Create a graph with a vertex for each position occupied by a letter, and an edge between any pair of vertically or horizontally adjacent letter positions. Now compute a maximum matching on this graph: this chooses a maximum-size edge subset such that no vertex is incident on more than one edge. These edges correspond to the size-2 blocks.

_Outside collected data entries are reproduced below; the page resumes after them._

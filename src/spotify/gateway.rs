use reqwest::{Client, Method, Response, StatusCode, Url};
use serde::de::DeserializeOwned;
use serde_json::Value;

use crate::{Res, config::Config, error::Error, spotify::auth::SessionManager};

/// A call against the Web API, relative to the configured base URL.
#[derive(Debug, Clone)]
pub struct ApiRequest {
    pub method: Method,
    pub path: String,
    pub query: Vec<(String, String)>,
    pub body: Option<Value>,
}

impl ApiRequest {
    pub fn get(path: impl Into<String>) -> Self {
        Self {
            method: Method::GET,
            path: path.into(),
            query: Vec::new(),
            body: None,
        }
    }

    pub fn post(path: impl Into<String>, body: Value) -> Self {
        Self {
            method: Method::POST,
            path: path.into(),
            query: Vec::new(),
            body: Some(body),
        }
    }

    pub fn query(mut self, key: &str, value: impl Into<String>) -> Self {
        self.query.push((key.to_string(), value.into()));
        self
    }
}

/// Joins `segments` into an absolute path, percent-encoding each of them so
/// that an id cannot change the request target.
///
/// ```
/// assert_eq!(encoded_path(&["users", "a/b#c", "playlists"])?, "/users/a%2Fb%23c/playlists");
/// ```
pub fn encoded_path(segments: &[&str]) -> Res<String> {
    let mut url = Url::parse("http://localhost/")
        .map_err(|e| Error::Config(format!("cannot build request path: {e}")))?;
    url.path_segments_mut()
        .map_err(|_| Error::Config("cannot build request path".to_string()))?
        .clear()
        .extend(segments);
    Ok(url.path().to_string())
}

/// Bearer-authenticated access to the Web API.
///
/// Tokens come from the owned [`SessionManager`]. A 401 answer triggers one
/// refresh and one retry, never more: a token that is rejected twice is
/// reported to the caller.
pub struct ApiGateway {
    http: Client,
    base_url: String,
    session: SessionManager,
}

impl ApiGateway {
    pub fn new(config: &Config, session: SessionManager) -> Self {
        Self {
            http: Client::new(),
            base_url: config.api_url.trim_end_matches('/').to_string(),
            session,
        }
    }

    pub fn session(&self) -> &SessionManager {
        &self.session
    }

    pub fn session_mut(&mut self) -> &mut SessionManager {
        &mut self.session
    }

    /// Executes `request` and returns the parsed JSON body (`Value::Null`
    /// for an empty body).
    ///
    /// # Errors
    ///
    /// - [`Error::Unauthenticated`] when no token can be obtained
    /// - [`Error::TokenRefreshFailed`] when the refresh after a 401 fails
    /// - [`Error::RemoteRequestFailed`] for any other non-2xx status, including
    ///   a second 401
    /// - [`Error::RemoteResponseMalformed`] when a 2xx body is not JSON
    pub async fn call(&mut self, request: &ApiRequest) -> Res<Value> {
        let token = self.session.ensure_token().await?;
        let mut response = self.send(request, &token).await?;

        if response.status() == StatusCode::UNAUTHORIZED && self.session.has_refresh_token() {
            let token = self.session.refresh().await?;
            response = self.send(request, &token).await?;
        }

        read_json(response).await
    }

    /// Like [`call`](Self::call), mapping the body into `T`. A body that does
    /// not have the expected shape is a [`Error::RemoteResponseMalformed`].
    pub async fn call_as<T: DeserializeOwned>(&mut self, request: &ApiRequest) -> Res<T> {
        let value = self.call(request).await?;
        serde_json::from_value(value).map_err(|e| {
            Error::RemoteResponseMalformed(format!("{} {}: {}", request.method, request.path, e))
        })
    }

    async fn send(&self, request: &ApiRequest, token: &str) -> Res<Response> {
        let url = format!("{}{}", self.base_url, request.path);
        let mut builder = self
            .http
            .request(request.method.clone(), &url)
            .bearer_auth(token);

        if !request.query.is_empty() {
            builder = builder.query(&request.query);
        }
        if let Some(body) = &request.body {
            builder = builder.json(body);
        }

        Ok(builder.send().await?)
    }
}

async fn read_json(response: Response) -> Res<Value> {
    let status = response.status();
    let body = response.text().await?;

    if !status.is_success() {
        return Err(Error::RemoteRequestFailed {
            status: status.as_u16(),
            body,
        });
    }

    if body.trim().is_empty() {
        return Ok(Value::Null);
    }

    serde_json::from_str(&body).map_err(|e| Error::RemoteResponseMalformed(e.to_string()))
}
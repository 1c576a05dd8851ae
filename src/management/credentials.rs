use std::{collections::BTreeMap, io::ErrorKind, path::PathBuf};

use crate::{
    Res,
    types::{PendingAuthorization, Session},
    warning,
};

const ACCESS_TOKEN: &str = "access_token";
const REFRESH_TOKEN: &str = "refresh_token";
const EXPIRES_AT: &str = "expires_at";
const CODE_VERIFIER: &str = "code_verifier";
const AUTH_STATE: &str = "auth_state";

const SESSION_KEYS: [&str; 3] = [ACCESS_TOKEN, REFRESH_TOKEN, EXPIRES_AT];
const PENDING_KEYS: [&str; 2] = [CODE_VERIFIER, AUTH_STATE];

type Entries = BTreeMap<String, String>;

/// Durable key-value storage for the session and the pending authorization.
///
/// All entries live in one JSON object in `credentials.json`. Every write
/// replaces the whole file through a temporary file and a rename, so a reader
/// never sees half of a session.
#[derive(Debug, Clone)]
pub struct CredentialStore {
    path: PathBuf,
}

impl CredentialStore {
    pub fn new(data_dir: PathBuf) -> Self {
        Self {
            path: data_dir.join("credentials.json"),
        }
    }

    pub fn path(&self) -> &PathBuf {
        &self.path
    }

    pub async fn save(&self, session: &Session) -> Res<()> {
        let mut entries = self.read_entries().await?;
        for key in SESSION_KEYS {
            entries.remove(key);
        }

        entries.insert(ACCESS_TOKEN.to_string(), session.access_token.clone());
        if let Some(refresh_token) = &session.refresh_token {
            entries.insert(REFRESH_TOKEN.to_string(), refresh_token.clone());
        }
        entries.insert(EXPIRES_AT.to_string(), session.expires_at.to_string());

        self.write_entries(&entries).await
    }

    /// Returns the stored session, or `None` if there is no access token or
    /// the stored expiry is not after `now`. An expired or unreadable session
    /// is removed from the store, as is a file that is not valid JSON.
    pub async fn load(&self, now: i64) -> Res<Option<Session>> {
        let entries = self.read_entries().await?;
        let Some(access_token) = entries.get(ACCESS_TOKEN).filter(|t| !t.is_empty()) else {
            return Ok(None);
        };

        let expires_at = entries.get(EXPIRES_AT).and_then(|v| v.parse::<i64>().ok());
        match expires_at {
            Some(expires_at) if expires_at > now => Ok(Some(Session {
                access_token: access_token.clone(),
                refresh_token: entries.get(REFRESH_TOKEN).cloned(),
                expires_at,
            })),
            _ => {
                self.clear_session().await?;
                Ok(None)
            }
        }
    }

    /// Removes every entry, the session and any pending authorization.
    pub async fn clear(&self) -> Res<()> {
        match async_fs::remove_file(&self.path).await {
            Ok(()) => Ok(()),
            Err(e) if e.kind() == ErrorKind::NotFound => Ok(()),
            Err(e) => Err(e.into()),
        }
    }

    pub async fn save_pending(&self, pending: &PendingAuthorization) -> Res<()> {
        let mut entries = self.read_entries().await?;
        entries.insert(CODE_VERIFIER.to_string(), pending.code_verifier.clone());
        entries.insert(AUTH_STATE.to_string(), pending.state.clone());
        self.write_entries(&entries).await
    }

    /// Read-once access to the pending authorization: it is deleted from the
    /// store before being returned.
    pub async fn take_pending(&self) -> Res<Option<PendingAuthorization>> {
        let mut entries = self.read_entries().await?;
        let verifier = entries.remove(CODE_VERIFIER);
        let state = entries.remove(AUTH_STATE);
        if verifier.is_none() && state.is_none() {
            return Ok(None);
        }

        self.write_entries(&entries).await?;
        Ok(verifier
            .zip(state)
            .map(|(code_verifier, state)| PendingAuthorization {
                code_verifier,
                state,
            }))
    }

    pub async fn has_pending(&self) -> Res<bool> {
        let entries = self.read_entries().await?;
        Ok(PENDING_KEYS.iter().any(|k| entries.contains_key(*k)))
    }

    pub async fn clear_pending(&self) -> Res<()> {
        self.remove_keys(&PENDING_KEYS).await
    }

    async fn clear_session(&self) -> Res<()> {
        self.remove_keys(&SESSION_KEYS).await
    }

    async fn remove_keys(&self, keys: &[&str]) -> Res<()> {
        let mut entries = self.read_entries().await?;
        let before = entries.len();
        entries.retain(|k, _| !keys.contains(&k.as_str()));
        if entries.len() == before {
            return Ok(());
        }
        self.write_entries(&entries).await
    }

    async fn read_entries(&self) -> Res<Entries> {
        let content = match async_fs::read_to_string(&self.path).await {
            Ok(content) => content,
            Err(e) if e.kind() == ErrorKind::NotFound => return Ok(Entries::new()),
            Err(e) => return Err(e.into()),
        };

        match serde_json::from_str(&content) {
            Ok(entries) => Ok(entries),
            Err(e) => {
                warning!(
                    "Discarding unreadable credentials in {}: {}",
                    self.path.display(),
                    e
                );
                self.clear().await?;
                Ok(Entries::new())
            }
        }
    }

    async fn write_entries(&self, entries: &Entries) -> Res<()> {
        if entries.is_empty() {
            return self.clear().await;
        }

        if let Some(parent) = self.path.parent() {
            async_fs::create_dir_all(parent).await?;
        }

        let json = serde_json::to_string_pretty(entries)?;
        let tmp = self.path.with_extension("json.tmp");
        async_fs::write(&tmp, json).await?;
        async_fs::rename(&tmp, &self.path).await?;
        Ok(())
    }
}
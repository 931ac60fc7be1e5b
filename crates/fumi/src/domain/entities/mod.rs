//! Domain Entities
//!
//! - GuestRecord: one invited guest and their letter
//! - ResolvedGuest: what the visitor sees once matched

mod guest;

pub use guest::*;
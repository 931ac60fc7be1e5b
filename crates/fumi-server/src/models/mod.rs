//! Fumi API Data Models
//!
//! - Guest: directory entry as served over HTTP

mod guest;

pub use guest::*;
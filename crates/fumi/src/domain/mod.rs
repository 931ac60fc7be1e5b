//! Domain Layer
//!
//! Pure domain logic without infrastructure dependencies.
//! Contains entities, value objects, domain services, and errors.

pub mod entities;
pub mod errors;
pub mod services;
pub mod value_objects;

// Re-exports for convenience
pub use entities::*;
pub use errors::*;
pub use services::*;
pub use value_objects::*;
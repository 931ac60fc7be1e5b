//! Guest - Invited guest and the letter addressed to them
//!
//! Pure domain entity without infrastructure dependencies.

use serde::{Deserialize, Serialize};

/// One entry of the guest directory
#[derive(Debug, Clone, PartialEq, Eq, Serialize, Deserialize)]
#[serde(rename_all = "camelCase")]
pub struct GuestRecord {
    pub id: String,
    pub kanji_name: String,
    pub kana_name: String,
    pub message: String,
}

/// Guest matched for this visitor; the unit stored in the session cache
#[derive(Debug, Clone, PartialEq, Eq, Serialize, Deserialize)]
pub struct ResolvedGuest {
    pub name: String,
    pub message: String,
}

impl GuestRecord {
    pub fn new(
        id: impl Into<String>,
        kanji_name: impl Into<String>,
        kana_name: impl Into<String>,
        message: impl Into<String>,
    ) -> Self {
        Self {
            id: id.into(),
            kanji_name: kanji_name.into(),
            kana_name: kana_name.into(),
            message: message.into(),
        }
    }

    /// True if either name equals the given search key
    pub fn matches(&self, key: &str) -> bool {
        self.kanji_name == key || self.kana_name == key
    }
}

impl From<&GuestRecord> for ResolvedGuest {
    fn from(record: &GuestRecord) -> Self {
        Self {
            name: record.kanji_name.clone(),
            message: record.message.clone(),
        }
    }
}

If you imagine the grid as a chessboard, you'll notice that every square is either white or black, and no edge connects two white cells or two black cells: this means that the graph is bipartite, which in turn means that you can use the O(|E|*sqrt(|V|))-time Hopcroft-Karp algorithm , which is faster and simpler than Edmonds's algorithm for general graphs.

Answer 2

What I would suggest you do is to convert each row and each column into a String of it's own.

eg: First 3 Rows

..........
..........
..C...H...

First 3 columns

..........
..........
..CAT.....

You could do this by using for loops for example:

for(int x = 0; x < SIZE; x++){
    //Loop through rows and columns.
    //(eg:crossword[x][y] in this loop will extract a row of values)
    //(eg:crossword[y][x] in this loop will extract a column of values)
    for(int y = 0; y < SIZE; y++){
        //Code to build each row/column string
    }
    //Add extracted Strings to an ArrayList?
}

After you have these string you could split them by using: (Assuming . is still your deliminator)

s.split("\\.");

This will leave you with Arrays of the string from each row and columns

Extracts C and H as separate Strings from

..........
..........
..C...H...

Extracts CAT as a single String from

..........
..........
..CAT.....

This should allow you to check their length against chunksize and return the combinations you want.

Hopefully I have understood the problem correctly or it has at least given you some ideas that could be used to develop the solution you're looking for.